Growing up on Lakewood Boulevard, Mary Brinegar’s house was a destination. Her family celebrated the Fourth of July festivities with patriotic gusto, and on Halloween, her mother turned the bottom floor into a haunted house, complete with blindfolds and peeled-grape eyeballs, entertaining Brinegar’s friends from Lakewood Elementary, J.L. Long and eventually Woodrow Wilson.
Christmas was another opportunity for friends, family and neighbors to gather, and when her father gave her mother a nutcracker as a gift in 1976, it began an impressive collection.
Over the years, Brinegar’s mother Rosemary received them from friends and family’s travels throughout the world, quickly growing her collection. The assortment required a categorization system created by her father, with each nutcracker stored in the original box and catalogued with a description and unique identification number.

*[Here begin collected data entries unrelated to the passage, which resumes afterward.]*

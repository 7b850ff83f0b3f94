//! DB text detection and box post-processing.

use image::RgbImage;
use ndarray::{Array2, ArrayD, Axis, s};
use ocrspeak_core::Quad;

use super::preprocess;
use super::session::OnnxModel;
use crate::{Error, Result};

const STAGE: &str = "detection";

/// Probability above which a pixel belongs to text.
const BINARY_THRESH: f32 = 0.3;
/// Minimum mean probability inside a box.
const BOX_THRESH: f32 = 0.5;
/// Upper bound on connected components considered per image.
const MAX_CANDIDATES: usize = 1000;
/// Box expansion ratio applied before mapping back to the source image.
const UNCLIP_RATIO: f32 = 1.6;
/// Shortest accepted box side, in probability map pixels.
const MIN_SIZE: f32 = 3.0;
/// Boxes whose tops differ by less than this are read as the same line.
const SAME_LINE_PX: f32 = 10.0;

/// Text region detector.
pub(crate) struct TextDetector {
    model: OnnxModel,
}

impl TextDetector {
    pub fn new(model: OnnxModel) -> Self {
        Self { model }
    }

    /// Detects text regions in source image coordinates, in reading order.
    pub fn detect(&mut self, image: &RgbImage) -> Result<Vec<Quad>> {
        let input = preprocess::det_tensor(image).insert_axis(Axis(0));
        let output = self.model.run(STAGE, input)?;
        let prob = prob_map(output)?;

        Ok(boxes_from_prob_map(&prob, image.width(), image.height()))
    }
}

/// Reduces the model output to a single `H x W` probability map.
fn prob_map(output: ArrayD<f32>) -> Result<Array2<f32>> {
    let (h, w) = match output.shape() {
        [1, 1, h, w] | [1, h, w] => (*h, *w),
        other => {
            return Err(Error::inference(
                STAGE,
                format!("unexpected output shape {other:?}"),
            ));
        }
    };

    output
        .into_shape_with_order((h, w))
        .map_err(|e| Error::inference(STAGE, e))
}

/// Turns a probability map into sorted boxes scaled to `src_w` x `src_h`.
pub(crate) fn boxes_from_prob_map(prob: &Array2<f32>, src_w: u32, src_h: u32) -> Vec<Quad> {
    let (h, w) = prob.dim();
    if h == 0 || w == 0 {
        return Vec::new();
    }

    let scale_x = src_w as f32 / w as f32;
    let scale_y = src_h as f32 / h as f32;

    let mut visited = Array2::from_elem((h, w), false);
    let mut boxes = Vec::new();
    let mut candidates = 0;

    'scan: for y in 0..h {
        for x in 0..w {
            if visited[[y, x]] || prob[[y, x]] <= BINARY_THRESH {
                continue;
            }
            if candidates == MAX_CANDIDATES {
                break 'scan;
            }
            candidates += 1;

            let (min_x, min_y, max_x, max_y) = fill_component(prob, &mut visited, x, y);
            let box_w = (max_x - min_x + 1) as f32;
            let box_h = (max_y - min_y + 1) as f32;
            if box_w.min(box_h) < MIN_SIZE {
                continue;
            }

            let score = prob
                .slice(s![min_y..=max_y, min_x..=max_x])
                .mean()
                .unwrap_or(0.0);
            if score < BOX_THRESH {
                continue;
            }

            let distance = box_w * box_h * UNCLIP_RATIO / (2.0 * (box_w + box_h));
            let (ux0, uy0) = (min_x as f32 - distance, min_y as f32 - distance);
            let (ux1, uy1) = ((max_x + 1) as f32 + distance, (max_y + 1) as f32 + distance);
            if (ux1 - ux0).min(uy1 - uy0) < MIN_SIZE + 2.0 {
                continue;
            }

            let x0 = (ux0 * scale_x).round().clamp(0.0, src_w as f32);
            let y0 = (uy0 * scale_y).round().clamp(0.0, src_h as f32);
            let x1 = (ux1 * scale_x).round().clamp(0.0, src_w as f32);
            let y1 = (uy1 * scale_y).round().clamp(0.0, src_h as f32);
            if x1 - x0 <= 3.0 || y1 - y0 <= 3.0 {
                continue;
            }

            boxes.push(Quad::from_bounds(x0, y0, x1, y1));
        }
    }

    sort_reading_order(&mut boxes);
    boxes
}

/// Flood-fills the component at `(x, y)` and returns its inclusive bounds.
fn fill_component(
    prob: &Array2<f32>,
    visited: &mut Array2<bool>,
    x: usize,
    y: usize,
) -> (usize, usize, usize, usize) {
    let (h, w) = prob.dim();
    let (mut min_x, mut min_y, mut max_x, mut max_y) = (x, y, x, y);
    let mut stack = vec![(x, y)];
    visited[[y, x]] = true;

    while let Some((cx, cy)) = stack.pop() {
        min_x = min_x.min(cx);
        max_x = max_x.max(cx);
        min_y = min_y.min(cy);
        max_y = max_y.max(cy);

        let neighbours = [
            (cx.wrapping_sub(1), cy),
            (cx + 1, cy),
            (cx, cy.wrapping_sub(1)),
            (cx, cy + 1),
        ];
        for (nx, ny) in neighbours {
            if nx < w && ny < h && !visited[[ny, nx]] && prob[[ny, nx]] > BINARY_THRESH {
                visited[[ny, nx]] = true;
                stack.push((nx, ny));
            }
        }
    }

    (min_x, min_y, max_x, max_y)
}

/// Sorts top to bottom, then left to right within a line.
fn sort_reading_order(boxes: &mut [Quad]) {
    boxes.sort_by(|a, b| {
        let (a, b) = (a.top_left(), b.top_left());
        a[1].total_cmp(&b[1]).then(a[0].total_cmp(&b[0]))
    });

    for i in 0..boxes.len().saturating_sub(1) {
        for j in (0..=i).rev() {
            let (upper, lower) = (boxes[j].top_left(), boxes[j + 1].top_left());
            if (lower[1] - upper[1]).abs() < SAME_LINE_PX && lower[0] < upper[0] {
                boxes.swap(j, j + 1);
            } else {
                break;
            }
        }
    }
}

#[cfg(test)]
mod tests {
    use super::*;

    fn fill(prob: &mut Array2<f32>, rows: std::ops::Range<usize>, cols: std::ops::Range<usize>, v: f32) {
        prob.slice_mut(s![rows, cols]).fill(v);
    }

    #[test]
    fn finds_and_scales_boxes() {
        let mut prob = Array2::<f32>::zeros((64, 64));
        fill(&mut prob, 40..50, 5..40, 0.9);
        fill(&mut prob, 10..20, 5..40, 0.9);

        let boxes = boxes_from_prob_map(&prob, 128, 128);
        assert_eq!(boxes.len(), 2);

        let (x0, y0, x1, y1) = boxes[0].bounds();
        assert!(y0 < 20.0 && y1 > 40.0);
        assert!(x0 <= 10.0 && x1 >= 80.0);
        assert!(boxes[1].bounds().1 > y0);
    }

    #[test]
    fn drops_weak_and_tiny_components() {
        let mut prob = Array2::<f32>::zeros((64, 64));
        fill(&mut prob, 10..20, 5..40, 0.4);
        fill(&mut prob, 40..42, 40..42, 0.95);

        assert!(boxes_from_prob_map(&prob, 64, 64).is_empty());
    }

    #[test]
    fn same_line_boxes_read_left_to_right() {
        let mut boxes = vec![
            Quad::from_bounds(100.0, 12.0, 150.0, 30.0),
            Quad::from_bounds(10.0, 15.0, 60.0, 30.0),
            Quad::from_bounds(10.0, 60.0, 60.0, 80.0),
        ];
        sort_reading_order(&mut boxes);

        let lefts: Vec<f32> = boxes.iter().map(|b| b.top_left()[0]).collect();
        let tops: Vec<f32> = boxes.iter().map(|b| b.top_left()[1]).collect();
        assert_eq!(lefts, vec![10.0, 100.0, 10.0]);
        assert_eq!(tops, vec![15.0, 12.0, 60.0]);
    }

    #[test]
    fn rejects_unexpected_output_shape() {
        let output = ArrayD::<f32>::zeros(vec![2, 3]);
        assert!(matches!(prob_map(output), Err(Error::Inference { .. })));
    }

    #[test]
    fn accepts_nchw_output() {
        let output = ArrayD::<f32>::zeros(vec![1, 1, 8, 16]);
        assert_eq!(prob_map(output).unwrap().dim(), (8, 16));
    }
}
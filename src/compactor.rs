use std::sync::Arc;
use std::time::Duration;

use tracing::{info, warn};

use crate::engine::Engine;

const CHECK_INTERVAL: Duration = Duration::from_secs(30);

/// Background task that rewrites the WAL from current state once enough
/// appends have piled up since the last compaction.
pub async fn run_compactor(engine: Arc<Engine>, threshold: u64) {
    let mut interval = tokio::time::interval(CHECK_INTERVAL);
    loop {
        interval.tick().await;
        compact_if_due(&engine, threshold).await;
    }
}

/// Returns whether a compaction ran.
pub async fn compact_if_due(engine: &Engine, threshold: u64) -> bool {
    let appends = engine.wal_appends_since_compact().await;
    if appends < threshold {
        return false;
    }
    match engine.compact_wal().await {
        Ok(()) => {
            info!("compacted WAL after {appends} appends");
            true
        }
        Err(e) => {
            warn!("WAL compaction failed: {e}");
            false
        }
    }
}
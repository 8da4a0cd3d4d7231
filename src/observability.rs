use std::net::SocketAddr;

// ── RED metrics (request-driven) ────────────────────────────────

/// Counter: admission decisions. Labels: outcome (confirmed, queued, rejected).
pub const ADMISSIONS_TOTAL: &str = "stallbook_admissions_total";

/// Counter: rejected operations. Labels: op, code.
pub const REJECTIONS_TOTAL: &str = "stallbook_rejections_total";

/// Histogram: time spent in a commit critical section, in seconds. Labels: op.
pub const COMMIT_DURATION_SECONDS: &str = "stallbook_commit_duration_seconds";

/// Counter: same-day races lost (requester queued).
pub const RACES_LOST_TOTAL: &str = "stallbook_races_lost_total";

/// Counter: requests served by the frontend. Labels: op, status.
pub const REQUESTS_TOTAL: &str = "stallbook_requests_total";

/// Counter: notifications dropped or failed after commit.
pub const NOTIFICATIONS_FAILED_TOTAL: &str = "stallbook_notifications_failed_total";

// ── USE metrics (resource utilization) ──────────────────────────

/// Gauge: active client connections.
pub const CONNECTIONS_ACTIVE: &str = "stallbook_connections_active";

/// Counter: total connections accepted.
pub const CONNECTIONS_TOTAL: &str = "stallbook_connections_total";

/// Counter: connections rejected due to limit.
pub const CONNECTIONS_REJECTED_TOTAL: &str = "stallbook_connections_rejected_total";

/// Counter: login failures.
pub const AUTH_FAILURES_TOTAL: &str = "stallbook_auth_failures_total";

/// Histogram: WAL group-commit flush duration in seconds.
pub const WAL_FLUSH_DURATION_SECONDS: &str = "stallbook_wal_flush_duration_seconds";

/// Histogram: WAL group-commit batch size (commits per flush).
pub const WAL_FLUSH_BATCH_SIZE: &str = "stallbook_wal_flush_batch_size";

/// Install the Prometheus exporter on the given port. No-op if port is None.
pub fn init(port: Option<u16>) -> Result<(), metrics_exporter_prometheus::BuildError> {
    let Some(port) = port else { return Ok(()) };
    let addr: SocketAddr = ([0, 0, 0, 0], port).into();
    metrics_exporter_prometheus::PrometheusBuilder::new()
        .with_http_listener(addr)
        .install()?;
    tracing::info!("metrics endpoint: http://0.0.0.0:{port}/metrics");
    Ok(())
}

Over the years, the family collected over 300 nutcrackers, ranging from 1.5 inches to 4 feet tall. The figurines are as diverse in character as they are in size, with historical figures such as Ben Franklin rubbing wooden elbows with Yoda and the Phantom of the Opera. Many of the nutcrackers are made by Steinbach, a German company that has been hand-crafting nutcrackers since the thirteenth century.
Brinegar’s mother passed away last year, and when the Arboretum was planning a Christmas display for the DeGolyer House, Brinegar’s collection was a perfect fit. It didn’t hurt that Brinegar is also the President and CEO of the Arboretum, and has been working there for 21 years.
This winter, Brinegar’s collection has been combined with the Himert family’s nutcrackers in the Degolyer House to recreate scenes from Tchaikovsky’s ballet, “The Nutcracker.” Each room in the house is thematically arranged to bring the viewer into a scene from the ballet, from a Chinese Tea Party to the Sugar Plum Fairy room, including a page from the story and a tree decorated to fit the scene. The rooms are adorned with dozens of nutcrackers as well, each with their own intricate detail.
Brinegar attributes the success of the exhibit to the Arboretum staff. “It is elegantly done to meld with the house,” she says. “It is one of the joys of East Dallas. You can count on beauty and elegance for special moments with friends and family.”
The exhibit will run thru Jan. 7, with tours from 10 a.m. – 4 p.m., and is included with the price of admission. Neighbors can also take in the nutcrackers at night, which allows guests to take in the “12 Days of Christmas” display at the Arboretum.